**REQUIREMENT**:
Tally the lines containing "TiersCfg" in this data. Respond with the tally alone.

[Source records]
____________________
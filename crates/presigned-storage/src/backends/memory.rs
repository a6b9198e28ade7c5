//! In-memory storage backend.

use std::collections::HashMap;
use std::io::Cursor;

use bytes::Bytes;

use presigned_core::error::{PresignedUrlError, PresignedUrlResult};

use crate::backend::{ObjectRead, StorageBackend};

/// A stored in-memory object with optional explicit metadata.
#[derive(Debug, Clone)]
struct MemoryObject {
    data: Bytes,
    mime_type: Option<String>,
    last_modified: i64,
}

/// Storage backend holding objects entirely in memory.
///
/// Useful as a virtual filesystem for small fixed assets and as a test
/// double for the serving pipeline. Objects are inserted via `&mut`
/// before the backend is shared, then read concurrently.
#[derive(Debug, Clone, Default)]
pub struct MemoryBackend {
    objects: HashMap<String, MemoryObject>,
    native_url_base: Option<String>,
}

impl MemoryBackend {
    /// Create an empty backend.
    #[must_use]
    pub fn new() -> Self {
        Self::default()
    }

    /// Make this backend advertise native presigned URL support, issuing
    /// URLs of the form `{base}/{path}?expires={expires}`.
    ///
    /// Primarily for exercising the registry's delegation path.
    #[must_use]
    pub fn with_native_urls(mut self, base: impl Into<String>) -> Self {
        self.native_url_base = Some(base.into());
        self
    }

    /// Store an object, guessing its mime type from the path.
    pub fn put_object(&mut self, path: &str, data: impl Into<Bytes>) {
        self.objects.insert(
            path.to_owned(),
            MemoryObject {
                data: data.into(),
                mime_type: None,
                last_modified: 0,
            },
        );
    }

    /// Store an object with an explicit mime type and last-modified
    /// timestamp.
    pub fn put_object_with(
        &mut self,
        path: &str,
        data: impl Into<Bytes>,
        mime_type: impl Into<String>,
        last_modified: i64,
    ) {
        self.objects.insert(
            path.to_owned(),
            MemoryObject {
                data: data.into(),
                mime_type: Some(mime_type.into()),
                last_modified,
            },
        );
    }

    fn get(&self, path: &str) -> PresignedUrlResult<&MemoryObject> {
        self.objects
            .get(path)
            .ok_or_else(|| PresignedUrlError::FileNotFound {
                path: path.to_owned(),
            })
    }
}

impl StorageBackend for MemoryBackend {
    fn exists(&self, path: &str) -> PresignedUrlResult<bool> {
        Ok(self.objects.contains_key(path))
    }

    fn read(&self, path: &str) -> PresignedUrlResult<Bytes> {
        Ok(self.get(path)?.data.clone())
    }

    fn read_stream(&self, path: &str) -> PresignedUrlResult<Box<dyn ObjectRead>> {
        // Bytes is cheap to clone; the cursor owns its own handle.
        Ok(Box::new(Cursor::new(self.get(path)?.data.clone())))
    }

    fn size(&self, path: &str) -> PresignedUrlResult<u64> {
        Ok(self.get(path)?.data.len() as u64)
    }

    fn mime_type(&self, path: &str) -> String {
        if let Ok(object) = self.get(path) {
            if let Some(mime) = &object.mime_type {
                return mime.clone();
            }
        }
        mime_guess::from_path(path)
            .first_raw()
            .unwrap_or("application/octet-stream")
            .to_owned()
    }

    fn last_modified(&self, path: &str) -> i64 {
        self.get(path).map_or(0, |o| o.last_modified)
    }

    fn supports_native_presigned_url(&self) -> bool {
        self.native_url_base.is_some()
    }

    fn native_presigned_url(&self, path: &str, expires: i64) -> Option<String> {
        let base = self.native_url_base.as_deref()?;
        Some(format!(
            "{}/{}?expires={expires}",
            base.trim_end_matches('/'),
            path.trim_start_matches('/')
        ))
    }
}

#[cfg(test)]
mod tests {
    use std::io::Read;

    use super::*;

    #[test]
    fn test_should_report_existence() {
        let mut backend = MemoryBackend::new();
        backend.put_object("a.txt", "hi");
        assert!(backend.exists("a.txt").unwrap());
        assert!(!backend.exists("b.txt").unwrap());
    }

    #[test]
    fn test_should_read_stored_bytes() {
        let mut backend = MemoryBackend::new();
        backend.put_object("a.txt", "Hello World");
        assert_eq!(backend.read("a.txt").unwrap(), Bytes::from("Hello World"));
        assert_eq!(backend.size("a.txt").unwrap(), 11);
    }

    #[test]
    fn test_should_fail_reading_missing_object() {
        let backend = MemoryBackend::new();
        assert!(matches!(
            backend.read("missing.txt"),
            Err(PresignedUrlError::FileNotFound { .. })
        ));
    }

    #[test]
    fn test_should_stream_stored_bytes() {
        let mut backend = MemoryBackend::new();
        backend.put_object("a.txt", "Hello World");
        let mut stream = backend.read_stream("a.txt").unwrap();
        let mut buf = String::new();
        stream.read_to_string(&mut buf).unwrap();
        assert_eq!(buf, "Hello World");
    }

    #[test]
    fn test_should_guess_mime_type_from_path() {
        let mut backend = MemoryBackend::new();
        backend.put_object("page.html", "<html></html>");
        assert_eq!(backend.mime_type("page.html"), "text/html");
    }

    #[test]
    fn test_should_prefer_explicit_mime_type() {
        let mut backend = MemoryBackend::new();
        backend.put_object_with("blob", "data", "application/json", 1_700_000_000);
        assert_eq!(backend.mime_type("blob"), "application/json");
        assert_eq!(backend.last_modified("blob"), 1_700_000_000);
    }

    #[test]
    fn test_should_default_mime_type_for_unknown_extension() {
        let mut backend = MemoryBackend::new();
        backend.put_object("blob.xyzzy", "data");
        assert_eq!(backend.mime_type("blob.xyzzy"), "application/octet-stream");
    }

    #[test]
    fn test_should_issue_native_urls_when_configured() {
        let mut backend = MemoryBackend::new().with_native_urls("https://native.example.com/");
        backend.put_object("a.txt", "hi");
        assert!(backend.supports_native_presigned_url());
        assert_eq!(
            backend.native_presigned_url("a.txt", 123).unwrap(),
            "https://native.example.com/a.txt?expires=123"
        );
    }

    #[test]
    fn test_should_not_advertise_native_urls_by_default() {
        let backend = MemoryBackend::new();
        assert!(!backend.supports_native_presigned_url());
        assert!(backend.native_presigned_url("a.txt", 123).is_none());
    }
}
____________________
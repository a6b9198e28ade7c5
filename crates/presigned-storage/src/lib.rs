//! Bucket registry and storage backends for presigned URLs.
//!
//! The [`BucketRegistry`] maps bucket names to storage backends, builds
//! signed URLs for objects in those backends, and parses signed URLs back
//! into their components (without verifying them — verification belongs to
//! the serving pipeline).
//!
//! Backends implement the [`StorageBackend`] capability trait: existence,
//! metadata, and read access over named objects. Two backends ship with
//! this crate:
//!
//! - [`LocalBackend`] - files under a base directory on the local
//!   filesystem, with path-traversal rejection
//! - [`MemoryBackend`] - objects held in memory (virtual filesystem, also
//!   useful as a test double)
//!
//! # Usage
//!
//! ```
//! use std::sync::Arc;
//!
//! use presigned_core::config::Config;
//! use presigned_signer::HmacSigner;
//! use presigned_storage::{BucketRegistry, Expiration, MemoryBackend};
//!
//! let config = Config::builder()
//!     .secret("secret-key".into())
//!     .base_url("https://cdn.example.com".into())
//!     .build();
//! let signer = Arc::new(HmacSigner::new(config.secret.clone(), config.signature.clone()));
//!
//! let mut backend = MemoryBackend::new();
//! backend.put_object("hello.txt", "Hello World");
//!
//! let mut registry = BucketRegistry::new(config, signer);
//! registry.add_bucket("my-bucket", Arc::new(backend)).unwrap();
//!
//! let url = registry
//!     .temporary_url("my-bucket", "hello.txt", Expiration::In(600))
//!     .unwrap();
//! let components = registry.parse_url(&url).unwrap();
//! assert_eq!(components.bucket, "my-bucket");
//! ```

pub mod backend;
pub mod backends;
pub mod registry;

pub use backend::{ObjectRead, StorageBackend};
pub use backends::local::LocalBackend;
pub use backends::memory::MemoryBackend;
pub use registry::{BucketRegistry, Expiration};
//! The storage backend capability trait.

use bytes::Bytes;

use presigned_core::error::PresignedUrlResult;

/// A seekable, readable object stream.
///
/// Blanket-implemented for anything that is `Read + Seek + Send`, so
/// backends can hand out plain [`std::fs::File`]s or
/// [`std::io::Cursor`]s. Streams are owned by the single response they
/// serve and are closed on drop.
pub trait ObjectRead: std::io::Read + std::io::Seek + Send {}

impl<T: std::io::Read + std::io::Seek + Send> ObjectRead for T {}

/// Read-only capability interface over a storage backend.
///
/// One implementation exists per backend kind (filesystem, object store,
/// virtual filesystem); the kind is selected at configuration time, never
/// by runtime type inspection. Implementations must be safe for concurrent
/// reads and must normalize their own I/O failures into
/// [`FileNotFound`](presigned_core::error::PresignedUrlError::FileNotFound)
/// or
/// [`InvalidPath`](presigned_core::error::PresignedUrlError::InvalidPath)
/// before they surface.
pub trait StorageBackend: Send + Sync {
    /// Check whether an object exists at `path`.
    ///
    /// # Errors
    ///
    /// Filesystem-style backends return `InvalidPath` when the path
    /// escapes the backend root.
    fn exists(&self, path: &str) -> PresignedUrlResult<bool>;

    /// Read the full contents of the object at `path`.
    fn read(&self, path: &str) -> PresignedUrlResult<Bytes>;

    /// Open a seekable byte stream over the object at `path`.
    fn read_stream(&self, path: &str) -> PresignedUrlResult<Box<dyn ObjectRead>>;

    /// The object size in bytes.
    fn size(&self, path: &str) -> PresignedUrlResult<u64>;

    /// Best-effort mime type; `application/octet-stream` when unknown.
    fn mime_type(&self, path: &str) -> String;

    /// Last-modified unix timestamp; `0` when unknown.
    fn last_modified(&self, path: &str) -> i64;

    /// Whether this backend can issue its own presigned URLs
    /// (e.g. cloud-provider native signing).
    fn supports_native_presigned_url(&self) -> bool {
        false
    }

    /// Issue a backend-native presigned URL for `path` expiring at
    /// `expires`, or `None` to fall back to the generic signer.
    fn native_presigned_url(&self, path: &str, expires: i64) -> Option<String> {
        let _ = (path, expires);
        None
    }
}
____________________
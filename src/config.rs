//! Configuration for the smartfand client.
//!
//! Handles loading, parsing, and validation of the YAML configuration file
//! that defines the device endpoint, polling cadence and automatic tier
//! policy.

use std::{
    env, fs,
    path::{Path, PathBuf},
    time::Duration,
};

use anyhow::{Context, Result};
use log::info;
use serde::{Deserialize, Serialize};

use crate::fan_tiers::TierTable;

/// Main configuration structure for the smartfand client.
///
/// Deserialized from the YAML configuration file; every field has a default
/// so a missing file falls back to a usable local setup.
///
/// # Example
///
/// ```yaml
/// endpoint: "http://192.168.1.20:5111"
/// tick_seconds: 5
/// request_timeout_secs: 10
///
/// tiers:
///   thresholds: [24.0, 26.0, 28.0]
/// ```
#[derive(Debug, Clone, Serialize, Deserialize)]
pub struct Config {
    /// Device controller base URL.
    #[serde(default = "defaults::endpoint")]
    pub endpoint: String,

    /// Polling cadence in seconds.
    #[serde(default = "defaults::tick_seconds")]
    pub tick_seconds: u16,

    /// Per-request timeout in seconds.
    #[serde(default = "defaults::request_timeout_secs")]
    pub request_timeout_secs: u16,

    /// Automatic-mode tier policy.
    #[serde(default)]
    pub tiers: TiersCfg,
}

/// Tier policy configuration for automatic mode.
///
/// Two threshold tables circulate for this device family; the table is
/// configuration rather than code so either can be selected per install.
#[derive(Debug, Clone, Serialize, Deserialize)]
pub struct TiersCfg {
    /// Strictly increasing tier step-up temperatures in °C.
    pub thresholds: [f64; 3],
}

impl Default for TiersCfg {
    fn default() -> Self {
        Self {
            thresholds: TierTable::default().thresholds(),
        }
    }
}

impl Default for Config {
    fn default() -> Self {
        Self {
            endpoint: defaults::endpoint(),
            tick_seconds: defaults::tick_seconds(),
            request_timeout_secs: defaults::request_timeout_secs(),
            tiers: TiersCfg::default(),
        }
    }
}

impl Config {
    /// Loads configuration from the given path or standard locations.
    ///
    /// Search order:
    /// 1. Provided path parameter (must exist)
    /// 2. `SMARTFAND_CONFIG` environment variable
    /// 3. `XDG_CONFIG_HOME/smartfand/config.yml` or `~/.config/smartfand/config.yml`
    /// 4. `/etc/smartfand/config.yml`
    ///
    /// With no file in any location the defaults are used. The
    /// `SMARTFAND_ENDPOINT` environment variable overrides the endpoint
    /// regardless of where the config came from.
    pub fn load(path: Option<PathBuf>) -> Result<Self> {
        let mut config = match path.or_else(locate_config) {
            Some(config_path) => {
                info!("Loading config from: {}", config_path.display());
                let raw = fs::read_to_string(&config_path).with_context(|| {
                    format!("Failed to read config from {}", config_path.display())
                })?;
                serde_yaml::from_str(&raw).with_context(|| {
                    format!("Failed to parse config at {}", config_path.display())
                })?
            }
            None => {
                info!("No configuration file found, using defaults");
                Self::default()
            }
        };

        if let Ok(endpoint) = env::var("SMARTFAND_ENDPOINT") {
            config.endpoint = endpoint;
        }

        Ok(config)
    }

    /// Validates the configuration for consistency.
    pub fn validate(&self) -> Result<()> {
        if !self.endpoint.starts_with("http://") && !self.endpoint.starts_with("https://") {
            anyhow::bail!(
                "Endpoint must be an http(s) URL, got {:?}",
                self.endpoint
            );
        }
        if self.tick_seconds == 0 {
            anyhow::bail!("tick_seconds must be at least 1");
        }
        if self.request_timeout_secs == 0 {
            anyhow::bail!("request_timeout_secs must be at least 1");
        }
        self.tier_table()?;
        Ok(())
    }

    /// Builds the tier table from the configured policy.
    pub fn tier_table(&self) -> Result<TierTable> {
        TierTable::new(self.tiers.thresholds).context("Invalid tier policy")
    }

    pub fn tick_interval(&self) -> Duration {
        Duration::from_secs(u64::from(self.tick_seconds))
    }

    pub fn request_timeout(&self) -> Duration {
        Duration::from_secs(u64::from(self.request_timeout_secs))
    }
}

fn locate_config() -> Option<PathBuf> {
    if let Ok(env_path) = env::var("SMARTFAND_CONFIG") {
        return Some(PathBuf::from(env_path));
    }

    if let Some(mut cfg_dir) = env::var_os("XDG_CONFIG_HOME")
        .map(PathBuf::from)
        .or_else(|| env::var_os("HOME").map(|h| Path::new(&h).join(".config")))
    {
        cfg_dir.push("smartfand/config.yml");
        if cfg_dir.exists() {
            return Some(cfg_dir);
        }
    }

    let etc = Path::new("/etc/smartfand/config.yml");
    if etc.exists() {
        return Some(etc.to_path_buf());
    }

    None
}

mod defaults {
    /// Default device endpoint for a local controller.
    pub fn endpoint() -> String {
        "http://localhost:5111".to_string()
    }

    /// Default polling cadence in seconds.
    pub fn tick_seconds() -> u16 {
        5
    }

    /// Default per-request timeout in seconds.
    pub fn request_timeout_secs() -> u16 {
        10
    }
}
____________________
**OUTPUT OF THE TASK**:
4